A profundidade da crise na economia mundial justifica este artigo um pouco mais detalhado sobre as características deste processo e as repercussões para o Brasil. Longe de formular diagnósticos e receitas, pretende-se nessa primeira parte apenas articular contribuições recentes de referências “históricas” como Delfim Neto e Maria da Conceição Tavares. Curiosamente, embora em campos políticos opostos, hoje os “velhos professores”, em boa medida, concordam com a gravidade da crise e, mais do que isso, com a responsabilidade do capitalismo financeiro desregulado e do conservadorismo político/ideológico que o sustenta na deflagração e aprofundamento da crise.
A segunda parte do texto, que será postada em breve no blog, tem como objetivo tratar das conseqüências da crise econômico-financeira mundial para o Brasil. Para tanto, parte-se de um ótimo artigo dos economistas do DIEESE Clemente Ganz Lúcio e Sérgio Mendonça, que mesmo antes da piora no cenário internacional ocorrida nos últimos dias já apontava os limites do modelo atual de desenvolvimento sócio-econômico brasileiro. Na mesma linha, o Comunicado do IPEA n. 104, de Agosto de 2011, e um artigo do professor Waldir Quadros publicado na revista Carta Capital, expõem a natureza das mudanças na estrutura social brasileira nos últimos anos, reconhecendo os avanços, mas deixando claro o alcance parcial destas alterações na conformação de uma sociedade menos desigual e mais justa.
As referências citadas acima destacam o crescimento econômico do Brasil pós 2004 e chamam a atenção para outros fatores como a recuperação do salário mínimo e o fortalecimento dos programas sociais. Como resultado, houve sem dúvida uma melhora na estrutura social, mas não a ponto de nos transformarmos numa “sociedade de classe média”, como afirmam alguns. A crise atual pode limitar ainda mais este movimento se voltararmos a um nível de baixo crescimento econômico, condição necessária, mas não suficiente, para o pleno desenvolvimento social.
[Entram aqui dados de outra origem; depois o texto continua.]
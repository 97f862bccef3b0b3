//! JSON report writer.

use std::fs::File;
use std::io::Write;

use crate::analysis::Report;
use crate::error::Result;

/// Writes the report to a JSON file.
///
/// # Format
/// ```json
/// {
///   "overview": {"total_messages": 2, "participants": 2, ...},
///   "word_cloud": {"status": "words", "words": [...]},
///   ...
/// }
/// ```
pub fn write_json(report: &Report, output_path: &str) -> Result<()> {
    let json = to_json(report)?;
    let mut file = File::create(output_path)?;
    file.write_all(json.as_bytes())?;
    file.write_all(b"\n")?;
    Ok(())
}

/// Converts the report to a pretty-printed JSON string.
pub fn to_json(report: &Report) -> Result<String> {
    Ok(serde_json::to_string_pretty(report)?)
}
//! Logger setup for the `chatstats` binary.

use log::{LevelFilter, debug, info};

use crate::config::AnalysisConfig;
use crate::core::FilterConfig;

/// Picks the log level from the verbosity flags.
///
/// `None` leaves the level to `RUST_LOG`.
pub fn level_for(verbose: bool, quiet: bool) -> Option<LevelFilter> {
    if quiet {
        Some(LevelFilter::Off)
    } else if verbose {
        Some(LevelFilter::Debug)
    } else if std::env::var_os("RUST_LOG").is_none() {
        Some(LevelFilter::Off)
    } else {
        None
    }
}

/// Initialize the logger with appropriate level based on verbosity.
///
/// Returns `false` if a logger was already installed.
pub fn init_logger(verbose: bool, quiet: bool) -> bool {
    let mut builder = env_logger::Builder::from_default_env();
    if let Some(level) = level_for(verbose, quiet) {
        builder.filter_level(level);
    }

    let installed = builder
        .format_timestamp(None)
        .format_module_path(false)
        .format_target(false)
        .try_init()
        .is_ok();

    debug!("Logger initialized (verbose={verbose}, quiet={quiet})");
    installed
}

/// Log the effective analysis settings.
pub fn log_config_info(config: &AnalysisConfig) {
    info!(
        "Configuration: top_senders={}, top_words={}, top_emojis={}, min_word_len={}",
        config.top_senders, config.top_words, config.top_emojis, config.min_word_len
    );
    debug!(
        "Classification: media={:?}, link={:?}, neutral_band={}, max_cloud_words={}",
        config.media_placeholder, config.link_marker, config.neutral_band, config.max_cloud_words
    );
}

/// Log active filters.
pub fn log_filter_info(filter: &FilterConfig) {
    if !filter.is_active() {
        return;
    }
    info!(
        "Filters: after={:?}, before={:?}, from={:?}",
        filter.after, filter.before, filter.from
    );
}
A Crise Econômica/Financeira Mundial
"Eles cuidaram de salvar os “patifes” que tinham produzido a crise e deixaram de lado os trabalhadores que tinham perdido o emprego por causa da crise". A frase é do professor Delfim Neto, em artigo que pode ser acessado no link abaixo:
Referindo-se à equipe econômica do presidente Barack Obama, Delfim critica as medidas que foram tomadas após a crise financeira de 2008. A rendição dos governos frente aos interesses do mercado financeiro, porém e infelizmente, não se limita aos EUA e já vem de muitos anos. Esse processo está muito bem documentado no premiado filme Inside Job:
http://www.youtube.com/watch?v=tytH0CQSsXo.
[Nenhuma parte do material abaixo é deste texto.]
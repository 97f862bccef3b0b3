//! Narrow the parsed table by date range and sender.
//!
//! This module provides [`FilterConfig`] for defining filter criteria and
//! [`apply_filters`] for filtering the table before analysis.
//!
//! # Filter Types
//!
//! | Filter | Method | Description |
//! |--------|--------|-------------|
//! | Date from | [`with_date_from`](FilterConfig::with_date_from) | Messages on or after date |
//! | Date to | [`with_date_to`](FilterConfig::with_date_to) | Messages on or before date |
//! | Sender | [`with_sender`](FilterConfig::with_sender) | Messages from specific user |
//!
//! # Examples
//!
//! ```
//! use chatstats::core::filter::{FilterConfig, apply_filters};
//! use chatstats::parser::parse_chat;
//!
//! # fn main() -> chatstats::Result<()> {
//! let messages = parse_chat(
//!     "01/01/2024, 9:00 AM - Alice: Old\n\
//!      15/06/2024, 9:00 AM - Alice: New\n\
//!      15/06/2024, 9:05 AM - Bob: Also new",
//! )?;
//!
//! let config = FilterConfig::new()
//!     .with_date_from("2024-06-01")?
//!     .with_sender("alice");
//!
//! let filtered = apply_filters(messages, &config);
//! assert_eq!(filtered.len(), 1);
//! assert_eq!(filtered[0].content, "New");
//! # Ok(())
//! # }
//! ```
//!
//! # Behavior Notes
//!
//! - Date bounds are inclusive and compare calendar dates only
//! - Sender matching is case-insensitive
//! - Multiple filters are combined with AND logic

use chrono::NaiveDate;

use crate::Message;
use crate::error::{ChatstatsError, Result};

/// Date format accepted by the date filters.
pub const FILTER_DATE_FORMAT: &str = "%Y-%m-%d";

/// Configuration for filtering messages by date and sender.
///
/// Filters are combined with AND logic: a message must match all active
/// filters to be included in the result.
#[derive(Debug, Clone, Default, PartialEq, Eq)]
pub struct FilterConfig {
    /// Include only messages on or after this date.
    pub after: Option<NaiveDate>,

    /// Include only messages on or before this date.
    pub before: Option<NaiveDate>,

    /// Include only messages from this sender (case-insensitive).
    pub from: Option<String>,
}

impl FilterConfig {
    /// Creates a new empty filter configuration.
    ///
    /// No filters are active by default; all messages pass through.
    pub fn new() -> Self {
        Self::default()
    }

    /// Sets the start date filter (inclusive). Format: `YYYY-MM-DD`.
    ///
    /// # Errors
    ///
    /// Returns [`ChatstatsError::InvalidDate`] if the format is invalid.
    pub fn with_date_from(mut self, date_str: &str) -> Result<Self> {
        self.after = Some(parse_filter_date(date_str)?);
        Ok(self)
    }

    /// Sets the end date filter (inclusive). Format: `YYYY-MM-DD`.
    ///
    /// # Errors
    ///
    /// Returns [`ChatstatsError::InvalidDate`] if the format is invalid.
    pub fn with_date_to(mut self, date_str: &str) -> Result<Self> {
        self.before = Some(parse_filter_date(date_str)?);
        Ok(self)
    }

    /// Sets the sender filter.
    ///
    /// ```
    /// use chatstats::core::filter::FilterConfig;
    ///
    /// // Matches "Alice", "alice", "ALICE"
    /// let config = FilterConfig::new().with_sender("Alice");
    /// assert!(config.is_active());
    /// ```
    #[must_use]
    pub fn with_sender(mut self, sender: impl Into<String>) -> Self {
        self.from = Some(sender.into());
        self
    }

    /// Returns `true` if any filter is active.
    pub fn is_active(&self) -> bool {
        self.after.is_some() || self.before.is_some() || self.from.is_some()
    }

    /// Returns `true` if the message passes every active filter.
    pub fn matches(&self, msg: &Message) -> bool {
        if self
            .from
            .as_ref()
            .is_some_and(|from| msg.sender.to_lowercase() != from.to_lowercase())
        {
            return false;
        }
        if self.after.is_some_and(|after| msg.date < after) {
            return false;
        }
        if self.before.is_some_and(|before| msg.date > before) {
            return false;
        }
        true
    }
}

fn parse_filter_date(date_str: &str) -> Result<NaiveDate> {
    NaiveDate::parse_from_str(date_str, FILTER_DATE_FORMAT)
        .map_err(|_| ChatstatsError::invalid_date(date_str))
}

/// Filters the parsed table, keeping input order.
///
/// If no filters are active the messages are returned unchanged.
pub fn apply_filters(messages: Vec<Message>, config: &FilterConfig) -> Vec<Message> {
    if !config.is_active() {
        return messages;
    }

    messages.into_iter().filter(|msg| config.matches(msg)).collect()
}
http://www.youtube.com/watch?v=tytH0CQSsXo.
A crise atual, em grande medida, é mais um capítulo deste movimento cuja principal característica é autonomia do capital financeiro em detrimento dos interesses públicos e da chamada economia real, que diz respeito ao emprego e a condição de vida das pessoas. A engenharia financeira, em franca evolução (?) nas últimas décadas, produziu uma infinidade de instrumentos – dos derivativos a outros mais – que em muito ultrapassaram os legítimos propósitos do mercado financeiro. Concebido como uma forma de permitir aos poupadores investir e se beneficiar da prosperidade de empresas por eles escolhidas (além dos investimentos em títulos públicos), o mercado financeiro tornou-se, em grande medida, um ambiente de pura especulação e desestabilização da economia mundial.
Seja nos EUA ou na Europa, a perda de confiança das empresas e das famílias em relação às perspectivas da economia e seus próprios governos, o endividamento público e privado excessivos (inflados muitas vezes pelas artificialidades financeiras) e os déficits orçamentários crescentes (por diferentes razões) são elementos que caracterizam a crise atual. Independentemente do peso de cada um desses fatores, que varia de um país para o outro, fato é que a desregulação financeira dos últimos anos potencializou as instabilidades da economia mundial.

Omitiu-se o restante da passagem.